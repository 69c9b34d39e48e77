//! Configuration precedence: defaults < global file < workspace file < env.

use super::test_utils::{with_isolated_env, write_tree, Release};
use std::fs;
use tempfile::TempDir;
use updelta::config::{ConfigLoader, WORKSPACE_CONFIG_FILE};
use updelta::error::ApiError;
use updelta::DifferentialEngine;

#[test]
fn test_defaults_without_any_file() {
    let test_dir = TempDir::new().unwrap();
    let workspace = test_dir.path().join("ws");
    fs::create_dir_all(&workspace).unwrap();

    let config = with_isolated_env(&test_dir, &[], || ConfigLoader::load(&workspace).unwrap());

    assert!(config.blacklist.use_defaults);
    assert!(config.blacklist.files.is_empty());
    assert!(config.scanner.parallel_hashing);
    assert!(!config.dirty.remove_patch_dir);
}

#[cfg(target_os = "linux")]
#[test]
fn test_workspace_file_overrides_global_file() {
    let test_dir = TempDir::new().unwrap();
    let workspace = test_dir.path().join("ws");
    fs::create_dir_all(&workspace).unwrap();

    let global_dir = test_dir.path().join("xdg-config").join("updelta");
    fs::create_dir_all(&global_dir).unwrap();
    fs::write(
        global_dir.join("config.toml"),
        r#"
[blacklist]
files = ["global.dll"]
skip_directories = ["cache"]

[dirty]
remove_patch_dir = true
"#,
    )
    .unwrap();
    fs::write(
        workspace.join(WORKSPACE_CONFIG_FILE),
        r#"
[blacklist]
files = ["workspace.dll"]
"#,
    )
    .unwrap();

    let config = with_isolated_env(&test_dir, &[], || ConfigLoader::load(&workspace).unwrap());

    assert_eq!(config.blacklist.files, vec!["workspace.dll"]);
    assert_eq!(config.blacklist.skip_directories, vec!["cache"]);
    assert!(config.dirty.remove_patch_dir);
}

#[test]
fn test_environment_overrides_workspace_file() {
    let test_dir = TempDir::new().unwrap();
    let workspace = test_dir.path().join("ws");
    fs::create_dir_all(&workspace).unwrap();
    fs::write(
        workspace.join(WORKSPACE_CONFIG_FILE),
        r#"
[scanner]
parallel_hashing = true
"#,
    )
    .unwrap();

    let config = with_isolated_env(
        &test_dir,
        &[
            ("UPDELTA_SCANNER__PARALLEL_HASHING", "false"),
            ("UPDELTA_BLACKLIST__EXTENSIONS", ".pdb,.log"),
        ],
        || ConfigLoader::load(&workspace).unwrap(),
    );

    assert!(!config.scanner.parallel_hashing);
    assert_eq!(config.blacklist.extensions, vec![".pdb", ".log"]);
}

#[test]
fn test_environment_specific_workspace_file() {
    let test_dir = TempDir::new().unwrap();
    let workspace = test_dir.path().join("ws");
    fs::create_dir_all(&workspace).unwrap();
    fs::write(
        workspace.join(WORKSPACE_CONFIG_FILE),
        "[logging]\nlevel = \"info\"\n",
    )
    .unwrap();
    fs::write(
        workspace.join("updelta.ci.toml"),
        "[logging]\nlevel = \"debug\"\n",
    )
    .unwrap();

    let config = with_isolated_env(&test_dir, &[("UPDELTA_ENV", "ci")], || {
        ConfigLoader::load(&workspace).unwrap()
    });

    assert_eq!(config.logging.level, "debug");
}

#[test]
fn test_malformed_workspace_file_is_an_error() {
    let test_dir = TempDir::new().unwrap();
    let workspace = test_dir.path().join("ws");
    fs::create_dir_all(&workspace).unwrap();
    fs::write(workspace.join(WORKSPACE_CONFIG_FILE), "[blacklist\nfiles = 3").unwrap();

    let result = with_isolated_env(&test_dir, &[], || ConfigLoader::load(&workspace));
    assert!(matches!(result, Err(ApiError::ConfigError(_))));
}

#[test]
fn test_engine_from_config_uses_configured_blacklist() {
    let test_dir = TempDir::new().unwrap();
    let config_file = test_dir.path().join("custom.toml");
    fs::write(
        &config_file,
        r#"
[blacklist]
use_defaults = false
extensions = ["pdb"]
"#,
    )
    .unwrap();

    let config = with_isolated_env(&test_dir, &[], || {
        ConfigLoader::load_from_file(&config_file).unwrap()
    });
    let engine = DifferentialEngine::from_config(&config);

    let release = Release::new();
    write_tree(
        &release.new_dir(),
        &[("app.pdb", "symbols"), ("bundle.zip", "zip")],
    );
    let report = engine
        .clean(&release.old(), &release.new_dir(), &release.patch())
        .unwrap();

    // Defaults are off, so the archive ships; the symbol file does not.
    assert_eq!(report.added, vec!["bundle.zip"]);
}
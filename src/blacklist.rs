//! Exclusion rules consulted on every scanned entry.
//!
//! A [`Blacklist`] is built once by the caller and then shared read-only by the
//! scanner and the engine. Three kinds of rules exist:
//!
//! - exact file names (`Newtonsoft.Json.dll`), compared against the final path
//!   component;
//! - file extensions (`.zip`), compared case-insensitively with a leading dot;
//! - skip-directory substrings (`backup`), matched against every directory
//!   component of a root-relative path.
//!
//! There is no global instance: independent operations may carry independent
//! blacklists.

use serde::{Deserialize, Serialize};
use std::collections::BTreeSet;
use std::path::{Component, Path};

/// Extensions excluded by [`Blacklist::default`]. Packaged archives and patch
/// artifacts are never treated as installable content.
pub const DEFAULT_EXTENSIONS: &[&str] = &[".patch", ".7z", ".zip", ".rar", ".tar"];

/// Immutable set of exclusion rules.
#[derive(Debug, Clone, PartialEq, Eq, Serialize, Deserialize)]
pub struct Blacklist {
    files: BTreeSet<String>,
    extensions: BTreeSet<String>,
    skip_directories: BTreeSet<String>,
}

impl Default for Blacklist {
    fn default() -> Self {
        Self::empty().with_extensions(DEFAULT_EXTENSIONS.iter().copied())
    }
}

impl Blacklist {
    /// A blacklist with no rules at all.
    pub fn empty() -> Self {
        Self {
            files: BTreeSet::new(),
            extensions: BTreeSet::new(),
            skip_directories: BTreeSet::new(),
        }
    }

    pub fn with_file(mut self, name: impl AsRef<str>) -> Self {
        let name = name.as_ref().trim();
        if !name.is_empty() {
            self.files.insert(name.to_string());
        }
        self
    }

    pub fn with_files<I, S>(self, names: I) -> Self
    where
        I: IntoIterator<Item = S>,
        S: AsRef<str>,
    {
        names.into_iter().fold(self, |list, name| list.with_file(name))
    }

    /// Add an extension. `zip`, `.zip` and `.ZIP` are the same rule.
    pub fn with_extension(mut self, extension: impl AsRef<str>) -> Self {
        if let Some(ext) = normalize_extension(extension.as_ref()) {
            self.extensions.insert(ext);
        }
        self
    }

    pub fn with_extensions<I, S>(self, extensions: I) -> Self
    where
        I: IntoIterator<Item = S>,
        S: AsRef<str>,
    {
        extensions
            .into_iter()
            .fold(self, |list, ext| list.with_extension(ext))
    }

    pub fn with_skip_directory(mut self, fragment: impl AsRef<str>) -> Self {
        let fragment = fragment.as_ref().trim();
        if !fragment.is_empty() {
            self.skip_directories.insert(fragment.to_string());
        }
        self
    }

    pub fn with_skip_directories<I, S>(self, fragments: I) -> Self
    where
        I: IntoIterator<Item = S>,
        S: AsRef<str>,
    {
        fragments
            .into_iter()
            .fold(self, |list, fragment| list.with_skip_directory(fragment))
    }

    pub fn without_file(mut self, name: impl AsRef<str>) -> Self {
        self.files.remove(name.as_ref().trim());
        self
    }

    pub fn without_extension(mut self, extension: impl AsRef<str>) -> Self {
        if let Some(ext) = normalize_extension(extension.as_ref()) {
            self.extensions.remove(&ext);
        }
        self
    }

    pub fn without_skip_directory(mut self, fragment: impl AsRef<str>) -> Self {
        self.skip_directories.remove(fragment.as_ref().trim());
        self
    }

    pub fn files(&self) -> impl Iterator<Item = &str> {
        self.files.iter().map(String::as_str)
    }

    pub fn extensions(&self) -> impl Iterator<Item = &str> {
        self.extensions.iter().map(String::as_str)
    }

    pub fn skip_directories(&self) -> impl Iterator<Item = &str> {
        self.skip_directories.iter().map(String::as_str)
    }

    /// Whether the file at `path` is excluded by name or by extension.
    pub fn is_blacklisted(&self, path: impl AsRef<Path>) -> bool {
        let path = path.as_ref();
        let Some(name) = path.file_name().map(|n| n.to_string_lossy()) else {
            return false;
        };
        if self.files.contains(name.as_ref()) {
            return true;
        }
        match path.extension() {
            Some(ext) => {
                let ext = format!(".{}", ext.to_string_lossy().to_lowercase());
                self.extensions.contains(&ext)
            }
            None => false,
        }
    }

    /// Whether any directory component of a root-relative `path` contains a
    /// skip-directory fragment.
    pub fn is_skip_directory(&self, path: impl AsRef<Path>) -> bool {
        if self.skip_directories.is_empty() {
            return false;
        }
        path.as_ref().components().any(|component| match component {
            Component::Normal(name) => {
                let name = name.to_string_lossy();
                self.skip_directories
                    .iter()
                    .any(|fragment| name.contains(fragment.as_str()))
            }
            _ => false,
        })
    }
}

fn normalize_extension(extension: &str) -> Option<String> {
    let trimmed = extension.trim().trim_start_matches('.');
    if trimmed.is_empty() {
        return None;
    }
    Some(format!(".{}", trimmed.to_lowercase()))
}
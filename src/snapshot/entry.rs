//! Per-file record produced by a scan

use serde::{Deserialize, Serialize};
use std::hash::{Hash, Hasher};
use std::path::PathBuf;

/// One scanned file.
///
/// `id` is the scan-local enumeration index (starting at 1). It is unique within
/// one snapshot and meaningless across snapshots; `relative_path` is the
/// cross-snapshot identity. `native_path` is where the file actually lives
/// under its scan root and is what output paths are built from.
///
/// Equality is identity-by-content: two entries are equal when their content
/// hashes and names match, ignoring ASCII case. Location does not take part.
#[derive(Debug, Clone, Serialize, Deserialize)]
pub struct FileEntry {
    pub id: u64,
    pub name: String,
    pub full_name: PathBuf,
    pub relative_path: String,
    #[serde(default)]
    pub native_path: PathBuf,
    pub content_hash: String,
    /// Containing directory
    pub path: PathBuf,
}

impl FileEntry {
    /// Whether both entries carry the same content, regardless of name.
    pub fn same_content(&self, other: &FileEntry) -> bool {
        super::hasher::hashes_equal(&self.content_hash, &other.content_hash)
    }

    /// Whether the backing file still exists on disk.
    pub fn exists(&self) -> bool {
        self.full_name.is_file()
    }
}

/// An un-hashed file listing, used where content identity is not needed
/// (patch application matches on names only).
#[derive(Debug, Clone, PartialEq, Eq, Hash, Serialize, Deserialize)]
pub struct FileRef {
    pub name: String,
    pub relative_path: String,
    /// On-disk path relative to the listed root
    #[serde(default)]
    pub native_path: PathBuf,
    pub full_name: PathBuf,
}

impl From<&FileEntry> for FileRef {
    fn from(entry: &FileEntry) -> Self {
        FileRef {
            name: entry.name.clone(),
            relative_path: entry.relative_path.clone(),
            native_path: entry.native_path.clone(),
            full_name: entry.full_name.clone(),
        }
    }
}

impl PartialEq for FileEntry {
    fn eq(&self, other: &Self) -> bool {
        self.same_content(other) && self.name.eq_ignore_ascii_case(&other.name)
    }
}

impl Eq for FileEntry {}

impl Hash for FileEntry {
    fn hash<H: Hasher>(&self, state: &mut H) {
        self.content_hash.to_ascii_lowercase().hash(state);
        self.name.to_ascii_lowercase().hash(state);
    }
}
----------------
**Exercise details**
Starting at the line that contains "impl PartialEq for", print every line through the last one of the records, exactly and with nothing else.

**Written reply**
impl PartialEq for FileEntry {
    fn eq(&self, other: &Self) -> bool {
        self.same_content(other) && self.name.eq_ignore_ascii_case(&other.name)
    }
}

impl Eq for FileEntry {}

impl Hash for FileEntry {
    fn hash<H: Hasher>(&self, state: &mut H) {
        self.content_hash.to_ascii_lowercase().hash(state);
        self.name.to_ascii_lowercase().hash(state);
    }
}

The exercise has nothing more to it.